"Hi, I'm Shawn Spencer and this is my sidekick, Burton 'Magichead' Guster…"
"…my client, 'Crusher'; please don't upset him…"
"…my number-two, Billford Garbickle…"
"…my attendant; I simply call him attendant. Attendant, why don't you get us some coffee while we talk..."
"…my caddie. Don't bother speaking to him, he only knows Portuguese…"
"…my assistant, Dolph Finn…"
"…my boyfriend, George O'Malley. He's dumb as a rock, but just look at those thighs…"
"…my psychic-message decipherer, Burton Guster, known in some circles as 'Chuckles the Clown'…"

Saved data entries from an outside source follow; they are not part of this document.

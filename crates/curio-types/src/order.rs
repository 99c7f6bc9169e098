//! Order model for the Curio exchange.
//!
//! An [`Order`] is a maker's standing conditional offer against one NFT
//! collection. Only the trade counter and the stored [`OrderState`] ever
//! change after listing; everything else is immutable and covered by the
//! order's content-hash [`OrderKey`].
//!
//! The full [`OrderStatus`] (including the `NotExecutable` reasons) is
//! **derived** from live collaborator reads by the status oracle — it is
//! never cached on the order itself.

use chrono::{DateTime, Utc};
use rust_decimal::Decimal;
use serde::{Deserialize, Serialize};
use sha2::{Digest, Sha256};

use crate::{Address, OrderKey, TokenId};

/// Which way the maker is trading: BUY acquires NFTs for settlement token,
/// SELL supplies NFTs for settlement token.
#[derive(Debug, Clone, Copy, PartialEq, Eq, Hash, Ord, PartialOrd, Serialize, Deserialize)]
pub enum Direction {
    Buy,
    Sell,
}

impl std::fmt::Display for Direction {
    fn fmt(&self, f: &mut std::fmt::Formatter<'_>) -> std::fmt::Result {
        match self {
            Self::Buy => write!(f, "BUY"),
            Self::Sell => write!(f, "SELL"),
        }
    }
}

/// How an order may be satisfied.
#[derive(Debug, Clone, Copy, PartialEq, Eq, Hash, Ord, PartialOrd, Serialize, Deserialize)]
pub enum Fulfillment {
    /// Each fill may take any eligible subset, up to `trade_max` fills total.
    Any,
    /// A single all-or-nothing fill covering the entire eligible set.
    All,
}

impl std::fmt::Display for Fulfillment {
    fn fmt(&self, f: &mut std::fmt::Formatter<'_>) -> std::fmt::Result {
        match self {
            Self::Any => write!(f, "ANY"),
            Self::All => write!(f, "ALL"),
        }
    }
}

/// Stored lifecycle state. `Cancelled` and `Executed` are terminal; every
/// richer verdict is derived fresh by the status oracle.
#[derive(Debug, Clone, Copy, PartialEq, Eq, Hash, Ord, PartialOrd, Serialize, Deserialize)]
pub enum OrderState {
    Open,
    Cancelled,
    Executed,
}

impl std::fmt::Display for OrderState {
    fn fmt(&self, f: &mut std::fmt::Formatter<'_>) -> std::fmt::Result {
        match self {
            Self::Open => write!(f, "OPEN"),
            Self::Cancelled => write!(f, "CANCELLED"),
            Self::Executed => write!(f, "EXECUTED"),
        }
    }
}

/// Why an open order cannot currently execute. Ordered by check priority:
/// the first failing check determines the reason.
#[derive(Debug, Clone, Copy, PartialEq, Eq, Hash, Ord, PartialOrd, Serialize, Deserialize)]
pub enum UnexecutableReason {
    /// Past its expiry timestamp.
    Expired,
    /// Trade counter has reached `trade_max` (pre-terminal read).
    Maxxed,
    /// BUY maker no longer holds enough settlement token.
    InsufficientBalance,
    /// BUY maker revoked or never granted a sufficient allowance.
    InsufficientAllowance,
    /// SELL maker no longer owns a listed identifier.
    TokenNotOwned,
    /// SELL maker revoked the exchange's operator approval.
    OperatorNotApproved,
}

impl std::fmt::Display for UnexecutableReason {
    fn fmt(&self, f: &mut std::fmt::Formatter<'_>) -> std::fmt::Result {
        match self {
            Self::Expired => write!(f, "EXPIRED"),
            Self::Maxxed => write!(f, "MAXXED"),
            Self::InsufficientBalance => write!(f, "INSUFFICIENT_BALANCE"),
            Self::InsufficientAllowance => write!(f, "INSUFFICIENT_ALLOWANCE"),
            Self::TokenNotOwned => write!(f, "TOKEN_NOT_OWNED"),
            Self::OperatorNotApproved => write!(f, "OPERATOR_NOT_APPROVED"),
        }
    }
}

/// Derived order status, computed by the status oracle on every read.
#[derive(Debug, Clone, Copy, PartialEq, Eq, Hash, Serialize, Deserialize)]
pub enum OrderStatus {
    Active,
    Cancelled,
    Executed,
    NotExecutable(UnexecutableReason),
}

impl OrderStatus {
    #[must_use]
    pub fn is_active(&self) -> bool {
        matches!(self, Self::Active)
    }
}

impl std::fmt::Display for OrderStatus {
    fn fmt(&self, f: &mut std::fmt::Formatter<'_>) -> std::fmt::Result {
        match self {
            Self::Active => write!(f, "ACTIVE"),
            Self::Cancelled => write!(f, "CANCELLED"),
            Self::Executed => write!(f, "EXECUTED"),
            Self::NotExecutable(reason) => write!(f, "NOT_EXECUTABLE({reason})"),
        }
    }
}

/// A maker's standing conditional order against one NFT collection.
#[derive(Debug, Clone, Serialize, Deserialize)]
pub struct Order {
    /// The account that listed the order; sole cancel authority.
    pub maker: Address,
    /// Optional counterparty restriction; `None` means any taker.
    pub taker: Option<Address>,
    /// The NFT collection this order is scoped to.
    pub token: Address,
    /// Eligible identifiers, sorted and deduplicated. Empty = wildcard.
    pub token_ids: Vec<TokenId>,
    pub direction: Direction,
    pub fulfillment: Fulfillment,
    /// Settlement amount: per matched identifier for ANY, total for ALL.
    pub price: Decimal,
    /// Absolute expiry; `None` means the order never expires.
    pub expiry: Option<DateTime<Utc>>,
    /// Cumulative fills so far. Invariant: `trade_count <= trade_max`.
    pub trade_count: u64,
    /// Maximum fills allowed; exactly 1 for ALL orders.
    pub trade_max: u64,
    /// Basis-point cap on royalty the maker absorbs for this order.
    pub royalty_factor_bps: u16,
    /// Integrator recorded for off-chain rebate processing.
    pub integrator: Option<Address>,
    /// Content hash of the immutable fields above.
    pub key: OrderKey,
    pub state: OrderState,
    pub created_at: DateTime<Utc>,
}

impl Order {
    /// Build an order, normalising the identifier set (sort + dedup) and
    /// computing the content-hash key. Structural validation lives in the
    /// order store; this constructor only canonicalises.
    #[must_use]
    #[allow(clippy::too_many_arguments)]
    pub fn new(
        maker: Address,
        taker: Option<Address>,
        token: Address,
        mut token_ids: Vec<TokenId>,
        direction: Direction,
        fulfillment: Fulfillment,
        price: Decimal,
        expiry: Option<DateTime<Utc>>,
        trade_max: u64,
        royalty_factor_bps: u16,
        integrator: Option<Address>,
        created_at: DateTime<Utc>,
    ) -> Self {
        token_ids.sort_unstable();
        token_ids.dedup();
        let key = compute_order_key(
            maker,
            taker,
            token,
            &token_ids,
            direction,
            fulfillment,
            price,
            expiry,
            trade_max,
            royalty_factor_bps,
        );
        Self {
            maker,
            taker,
            token,
            token_ids,
            direction,
            fulfillment,
            price,
            expiry,
            trade_count: 0,
            trade_max,
            royalty_factor_bps,
            integrator,
            key,
            state: OrderState::Open,
            created_at,
        }
    }

    /// An empty identifier set matches any identifier in the collection.
    #[must_use]
    pub fn is_wildcard(&self) -> bool {
        self.token_ids.is_empty()
    }

    #[must_use]
    pub fn is_terminal(&self) -> bool {
        self.state != OrderState::Open
    }

    /// Fills still available before the order is exhausted.
    #[must_use]
    pub fn remaining_fills(&self) -> u64 {
        self.trade_max.saturating_sub(self.trade_count)
    }

    /// Whether `id` may be matched against this order.
    #[must_use]
    pub fn is_eligible(&self, id: TokenId) -> bool {
        self.is_wildcard() || self.token_ids.binary_search(&id).is_ok()
    }

    #[must_use]
    pub fn is_expired(&self, now: DateTime<Utc>) -> bool {
        self.expiry.is_some_and(|e| now > e)
    }

    /// Whether `candidate` is allowed to fill this order.
    #[must_use]
    pub fn permits_taker(&self, candidate: Address) -> bool {
        self.taker.is_none_or(|t| t == candidate)
    }
}

/// Domain-tagged SHA-256 over an order's immutable fields.
#[must_use]
#[allow(clippy::too_many_arguments)]
pub fn compute_order_key(
    maker: Address,
    taker: Option<Address>,
    token: Address,
    token_ids: &[TokenId],
    direction: Direction,
    fulfillment: Fulfillment,
    price: Decimal,
    expiry: Option<DateTime<Utc>>,
    trade_max: u64,
    royalty_factor_bps: u16,
) -> OrderKey {
    let mut hasher = Sha256::new();
    hasher.update(b"curio:order_key:v1:");
    hasher.update(maker.as_bytes());
    hasher.update(taker.unwrap_or(Address::ZERO).as_bytes());
    hasher.update(token.as_bytes());
    hasher.update((token_ids.len() as u64).to_le_bytes());
    for id in token_ids {
        hasher.update(id.0.to_le_bytes());
    }
    hasher.update([direction as u8, fulfillment as u8]);
    hasher.update(price.serialize());
    hasher.update(expiry.map_or(0, |e| e.timestamp_millis()).to_le_bytes());
    hasher.update(trade_max.to_le_bytes());
    hasher.update(royalty_factor_bps.to_le_bytes());
    let hash = hasher.finalize();
    OrderKey(hash.into())
}

/// Test helpers.
#[cfg(any(test, feature = "test-helpers"))]
impl Order {
    /// A BUY/ANY order over `{3, 4, 5}` with wide-open defaults.
    #[must_use]
    pub fn dummy_buy_any(maker: Address, token: Address, price: Decimal) -> Self {
        Self::new(
            maker,
            None,
            token,
            vec![TokenId(3), TokenId(4), TokenId(5)],
            Direction::Buy,
            Fulfillment::Any,
            price,
            None,
            5,
            100,
            None,
            Utc::now(),
        )
    }

    /// A SELL/ALL order over `{0, 1, 2}`.
    #[must_use]
    pub fn dummy_sell_all(maker: Address, token: Address, price: Decimal) -> Self {
        Self::new(
            maker,
            None,
            token,
            vec![TokenId(0), TokenId(1), TokenId(2)],
            Direction::Sell,
            Fulfillment::All,
            price,
            None,
            1,
            100,
            None,
            Utc::now(),
        )
    }
}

"…my babysitter, since apparently you think I can't take care of myself, Dad…"
"…my ride, because I crashed my bike the other day; I was going off this big jump and then it slipped in a puddle and the next thing I knew…"
"…my secretary; he can type over 600 words a minute, I swear he's in the Guinness world records…"
"…my pineapple supplier; bring the next load in on Tuesday, okay Grunty?…"
"…my walking, talking, occasionally squeaking, credit card. Of course, he has yet to figure that out…"
"…my chauffeur, of course. Jeeves the Fourth; he comes from a long line of chauffeurs that…"
"…my dog-walker. I'm afraid the knee injury has stopped me from being able to keep up with Mooch any longer…"
"…my imaginary friend, Mr. Sauerkraut. Sometimes he morphs into Elvis when the aliens fly by…"
"…my best friend, Burton Guster, also known as Boring McSourpuss…"
"…my brother. And as long as I have any life left in me, I swear you aren't getting within two miles of Gus without me kidnapping your sick, insane, note-leaving ass, and personally demonstrating to you every single way he's worth getting sent to prison for torture and homicide, got it? Got it? Leave my brother alone."